● **What you are asked to do**
Read the data below. Every line holding the string "bool" must be copied.

┌──

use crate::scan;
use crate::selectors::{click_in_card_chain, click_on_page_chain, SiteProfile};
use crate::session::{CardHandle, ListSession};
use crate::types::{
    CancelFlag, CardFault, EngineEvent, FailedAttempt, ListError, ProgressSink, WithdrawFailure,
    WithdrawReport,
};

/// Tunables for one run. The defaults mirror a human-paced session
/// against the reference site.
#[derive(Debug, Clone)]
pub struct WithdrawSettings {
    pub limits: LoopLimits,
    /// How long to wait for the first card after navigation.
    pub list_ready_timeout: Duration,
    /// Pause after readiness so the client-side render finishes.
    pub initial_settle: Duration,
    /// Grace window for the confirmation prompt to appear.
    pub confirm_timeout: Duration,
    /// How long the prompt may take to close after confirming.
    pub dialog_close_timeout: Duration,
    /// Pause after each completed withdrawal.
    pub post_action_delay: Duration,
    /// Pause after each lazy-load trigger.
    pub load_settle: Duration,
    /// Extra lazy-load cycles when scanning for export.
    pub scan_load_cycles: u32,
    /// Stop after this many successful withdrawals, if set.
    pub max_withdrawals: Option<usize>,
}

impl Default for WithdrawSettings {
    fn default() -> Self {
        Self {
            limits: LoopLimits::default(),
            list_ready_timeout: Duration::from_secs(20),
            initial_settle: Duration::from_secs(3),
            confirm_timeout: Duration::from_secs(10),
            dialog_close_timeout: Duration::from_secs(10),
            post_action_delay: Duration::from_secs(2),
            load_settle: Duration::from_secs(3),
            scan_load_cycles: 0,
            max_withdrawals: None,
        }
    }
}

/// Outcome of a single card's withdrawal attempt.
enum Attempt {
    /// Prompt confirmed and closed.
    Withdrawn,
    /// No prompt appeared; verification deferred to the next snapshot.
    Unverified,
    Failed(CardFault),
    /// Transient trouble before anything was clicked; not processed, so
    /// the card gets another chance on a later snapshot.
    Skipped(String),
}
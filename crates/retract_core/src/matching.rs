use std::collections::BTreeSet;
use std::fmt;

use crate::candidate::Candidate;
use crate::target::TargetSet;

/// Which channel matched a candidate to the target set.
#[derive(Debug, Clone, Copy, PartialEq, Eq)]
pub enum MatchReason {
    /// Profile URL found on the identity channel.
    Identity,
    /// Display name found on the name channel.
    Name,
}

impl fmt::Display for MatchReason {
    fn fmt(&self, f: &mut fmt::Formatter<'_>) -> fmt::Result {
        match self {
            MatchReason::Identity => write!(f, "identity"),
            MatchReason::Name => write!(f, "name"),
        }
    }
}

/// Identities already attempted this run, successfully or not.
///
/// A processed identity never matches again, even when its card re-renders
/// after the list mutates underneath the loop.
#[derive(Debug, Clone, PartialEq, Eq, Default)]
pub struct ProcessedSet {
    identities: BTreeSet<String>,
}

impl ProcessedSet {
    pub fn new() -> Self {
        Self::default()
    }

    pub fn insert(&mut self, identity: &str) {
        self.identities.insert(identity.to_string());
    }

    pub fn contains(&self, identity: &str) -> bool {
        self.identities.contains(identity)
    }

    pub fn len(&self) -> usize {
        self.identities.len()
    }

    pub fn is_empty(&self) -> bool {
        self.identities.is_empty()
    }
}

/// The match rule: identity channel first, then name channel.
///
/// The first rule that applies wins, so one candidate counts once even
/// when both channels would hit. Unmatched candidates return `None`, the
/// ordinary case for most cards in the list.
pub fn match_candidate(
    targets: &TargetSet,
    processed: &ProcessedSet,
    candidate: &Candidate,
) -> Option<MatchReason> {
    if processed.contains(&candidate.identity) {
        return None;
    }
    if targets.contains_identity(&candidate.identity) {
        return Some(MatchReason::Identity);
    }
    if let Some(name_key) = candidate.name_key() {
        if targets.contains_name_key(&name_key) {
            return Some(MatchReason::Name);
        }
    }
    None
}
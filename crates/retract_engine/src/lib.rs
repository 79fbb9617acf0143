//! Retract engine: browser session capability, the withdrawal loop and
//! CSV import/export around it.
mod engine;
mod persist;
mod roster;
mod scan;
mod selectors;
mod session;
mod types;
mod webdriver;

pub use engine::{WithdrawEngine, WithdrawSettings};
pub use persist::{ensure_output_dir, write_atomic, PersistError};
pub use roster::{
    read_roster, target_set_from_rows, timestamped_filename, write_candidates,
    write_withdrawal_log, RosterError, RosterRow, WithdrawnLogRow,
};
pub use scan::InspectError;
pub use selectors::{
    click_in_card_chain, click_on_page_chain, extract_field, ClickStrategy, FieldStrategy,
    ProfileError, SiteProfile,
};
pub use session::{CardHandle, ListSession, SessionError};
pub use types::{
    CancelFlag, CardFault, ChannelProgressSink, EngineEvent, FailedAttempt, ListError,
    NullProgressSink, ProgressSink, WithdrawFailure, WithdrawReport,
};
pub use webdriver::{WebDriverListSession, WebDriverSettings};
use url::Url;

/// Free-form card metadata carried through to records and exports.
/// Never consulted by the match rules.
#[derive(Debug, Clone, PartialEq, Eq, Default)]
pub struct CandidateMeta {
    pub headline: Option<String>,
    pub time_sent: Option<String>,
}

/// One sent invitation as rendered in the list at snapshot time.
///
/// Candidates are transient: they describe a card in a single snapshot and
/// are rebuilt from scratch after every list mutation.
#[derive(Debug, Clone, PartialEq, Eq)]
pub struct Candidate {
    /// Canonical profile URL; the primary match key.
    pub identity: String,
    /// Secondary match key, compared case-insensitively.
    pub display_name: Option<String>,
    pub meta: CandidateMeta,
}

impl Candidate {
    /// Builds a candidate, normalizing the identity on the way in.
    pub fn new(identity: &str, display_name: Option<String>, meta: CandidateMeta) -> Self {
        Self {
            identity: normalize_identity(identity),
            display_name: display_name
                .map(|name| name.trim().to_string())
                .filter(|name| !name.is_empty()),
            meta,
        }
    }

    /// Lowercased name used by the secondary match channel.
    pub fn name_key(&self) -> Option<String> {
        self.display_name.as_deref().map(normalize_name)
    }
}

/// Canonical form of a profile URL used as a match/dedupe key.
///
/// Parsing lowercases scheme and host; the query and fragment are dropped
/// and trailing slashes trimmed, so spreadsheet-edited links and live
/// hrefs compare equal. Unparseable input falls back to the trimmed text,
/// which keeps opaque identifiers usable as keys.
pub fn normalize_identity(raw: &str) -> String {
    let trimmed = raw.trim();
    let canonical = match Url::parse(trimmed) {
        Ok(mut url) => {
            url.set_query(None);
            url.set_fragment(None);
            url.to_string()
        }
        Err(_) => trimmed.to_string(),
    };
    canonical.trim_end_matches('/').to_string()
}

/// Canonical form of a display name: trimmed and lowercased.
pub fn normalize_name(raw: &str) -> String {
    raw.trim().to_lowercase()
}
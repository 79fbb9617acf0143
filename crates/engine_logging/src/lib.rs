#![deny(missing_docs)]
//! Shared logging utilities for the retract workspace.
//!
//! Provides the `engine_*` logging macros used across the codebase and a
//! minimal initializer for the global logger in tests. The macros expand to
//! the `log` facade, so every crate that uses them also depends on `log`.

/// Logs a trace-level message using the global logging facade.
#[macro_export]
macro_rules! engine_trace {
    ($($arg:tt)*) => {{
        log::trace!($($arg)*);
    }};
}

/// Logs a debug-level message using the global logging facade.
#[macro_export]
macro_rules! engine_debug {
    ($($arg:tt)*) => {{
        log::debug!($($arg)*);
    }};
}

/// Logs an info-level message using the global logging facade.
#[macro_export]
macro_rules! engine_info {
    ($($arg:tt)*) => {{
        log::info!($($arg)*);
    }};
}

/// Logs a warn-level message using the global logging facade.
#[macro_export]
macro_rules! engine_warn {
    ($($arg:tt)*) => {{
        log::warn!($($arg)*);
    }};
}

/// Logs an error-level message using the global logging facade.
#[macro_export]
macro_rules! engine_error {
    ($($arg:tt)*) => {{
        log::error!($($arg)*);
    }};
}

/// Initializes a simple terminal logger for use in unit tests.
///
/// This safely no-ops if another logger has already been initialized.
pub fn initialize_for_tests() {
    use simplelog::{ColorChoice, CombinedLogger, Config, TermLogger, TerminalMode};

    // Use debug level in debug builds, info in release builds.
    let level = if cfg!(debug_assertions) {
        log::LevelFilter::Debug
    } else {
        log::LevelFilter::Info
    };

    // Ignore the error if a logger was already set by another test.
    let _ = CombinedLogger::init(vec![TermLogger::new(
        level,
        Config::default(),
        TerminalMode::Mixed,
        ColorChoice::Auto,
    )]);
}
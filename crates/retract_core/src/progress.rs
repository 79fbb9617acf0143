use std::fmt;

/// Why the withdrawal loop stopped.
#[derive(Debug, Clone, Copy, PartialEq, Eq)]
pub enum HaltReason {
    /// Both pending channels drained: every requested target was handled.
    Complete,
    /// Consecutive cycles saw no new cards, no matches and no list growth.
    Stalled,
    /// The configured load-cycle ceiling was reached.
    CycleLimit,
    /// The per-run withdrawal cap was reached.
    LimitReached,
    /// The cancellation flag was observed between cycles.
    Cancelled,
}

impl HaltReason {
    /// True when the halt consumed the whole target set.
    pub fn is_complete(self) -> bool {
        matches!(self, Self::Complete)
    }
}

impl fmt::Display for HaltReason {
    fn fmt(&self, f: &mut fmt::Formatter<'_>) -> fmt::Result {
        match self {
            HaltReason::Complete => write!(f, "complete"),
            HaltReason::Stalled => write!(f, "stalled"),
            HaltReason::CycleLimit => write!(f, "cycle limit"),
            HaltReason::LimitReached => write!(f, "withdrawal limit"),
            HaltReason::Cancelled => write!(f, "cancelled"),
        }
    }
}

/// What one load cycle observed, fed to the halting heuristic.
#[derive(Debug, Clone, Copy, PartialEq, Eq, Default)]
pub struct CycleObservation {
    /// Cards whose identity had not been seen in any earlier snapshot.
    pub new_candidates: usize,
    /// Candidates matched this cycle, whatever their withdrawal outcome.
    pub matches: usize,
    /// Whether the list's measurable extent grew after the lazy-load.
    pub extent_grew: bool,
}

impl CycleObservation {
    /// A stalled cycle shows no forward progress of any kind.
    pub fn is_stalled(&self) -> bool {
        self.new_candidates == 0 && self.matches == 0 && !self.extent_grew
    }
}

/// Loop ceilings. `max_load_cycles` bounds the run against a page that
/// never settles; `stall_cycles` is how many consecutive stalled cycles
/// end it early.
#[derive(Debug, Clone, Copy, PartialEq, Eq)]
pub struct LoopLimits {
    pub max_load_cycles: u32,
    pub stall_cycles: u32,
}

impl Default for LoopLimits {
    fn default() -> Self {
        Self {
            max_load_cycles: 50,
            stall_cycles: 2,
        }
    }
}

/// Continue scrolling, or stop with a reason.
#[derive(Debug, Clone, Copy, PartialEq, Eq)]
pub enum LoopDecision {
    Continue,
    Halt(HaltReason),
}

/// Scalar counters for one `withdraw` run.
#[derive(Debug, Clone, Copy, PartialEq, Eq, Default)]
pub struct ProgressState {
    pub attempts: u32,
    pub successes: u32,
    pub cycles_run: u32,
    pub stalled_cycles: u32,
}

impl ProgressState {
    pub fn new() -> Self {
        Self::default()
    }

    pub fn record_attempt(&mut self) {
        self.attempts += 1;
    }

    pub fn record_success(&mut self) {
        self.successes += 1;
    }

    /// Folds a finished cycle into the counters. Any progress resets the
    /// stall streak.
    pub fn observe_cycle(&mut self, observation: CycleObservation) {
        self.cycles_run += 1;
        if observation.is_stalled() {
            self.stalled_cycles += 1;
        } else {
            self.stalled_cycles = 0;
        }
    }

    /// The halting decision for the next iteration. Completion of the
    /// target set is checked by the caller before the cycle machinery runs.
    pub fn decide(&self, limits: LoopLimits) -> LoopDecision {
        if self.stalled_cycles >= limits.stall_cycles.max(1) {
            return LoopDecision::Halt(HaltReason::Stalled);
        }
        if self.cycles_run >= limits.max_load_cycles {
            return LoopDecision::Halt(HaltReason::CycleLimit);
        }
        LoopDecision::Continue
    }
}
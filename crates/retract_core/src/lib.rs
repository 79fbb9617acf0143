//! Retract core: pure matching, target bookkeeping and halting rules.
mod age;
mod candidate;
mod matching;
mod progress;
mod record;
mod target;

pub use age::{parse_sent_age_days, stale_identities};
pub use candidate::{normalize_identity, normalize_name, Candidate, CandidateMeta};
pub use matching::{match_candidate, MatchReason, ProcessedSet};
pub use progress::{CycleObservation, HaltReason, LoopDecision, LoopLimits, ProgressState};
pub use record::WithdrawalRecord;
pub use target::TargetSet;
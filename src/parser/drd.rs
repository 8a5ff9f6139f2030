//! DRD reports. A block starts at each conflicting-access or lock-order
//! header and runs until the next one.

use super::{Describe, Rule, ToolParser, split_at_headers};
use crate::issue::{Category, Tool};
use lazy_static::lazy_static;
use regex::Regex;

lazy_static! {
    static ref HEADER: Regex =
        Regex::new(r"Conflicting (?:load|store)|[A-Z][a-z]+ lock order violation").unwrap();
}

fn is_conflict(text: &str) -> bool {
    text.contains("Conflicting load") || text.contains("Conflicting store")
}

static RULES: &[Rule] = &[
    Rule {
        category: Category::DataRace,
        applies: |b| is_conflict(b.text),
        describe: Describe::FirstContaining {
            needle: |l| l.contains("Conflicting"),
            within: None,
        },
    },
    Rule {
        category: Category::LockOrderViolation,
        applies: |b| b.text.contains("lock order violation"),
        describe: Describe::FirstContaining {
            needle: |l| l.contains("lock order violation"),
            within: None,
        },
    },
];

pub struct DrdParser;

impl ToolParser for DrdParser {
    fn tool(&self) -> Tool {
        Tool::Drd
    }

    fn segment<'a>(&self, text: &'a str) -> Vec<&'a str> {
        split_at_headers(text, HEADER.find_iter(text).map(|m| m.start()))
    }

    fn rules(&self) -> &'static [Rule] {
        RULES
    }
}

└──

● **Solved problem**
    pub fn contains(&self, identity: &str) -> bool {
    pub fn is_empty(&self) -> bool {
    pub fn is_complete(self) -> bool {
    pub extent_grew: bool,
    pub fn is_stalled(&self) -> bool {
fn is_conflict(text: &str) -> bool {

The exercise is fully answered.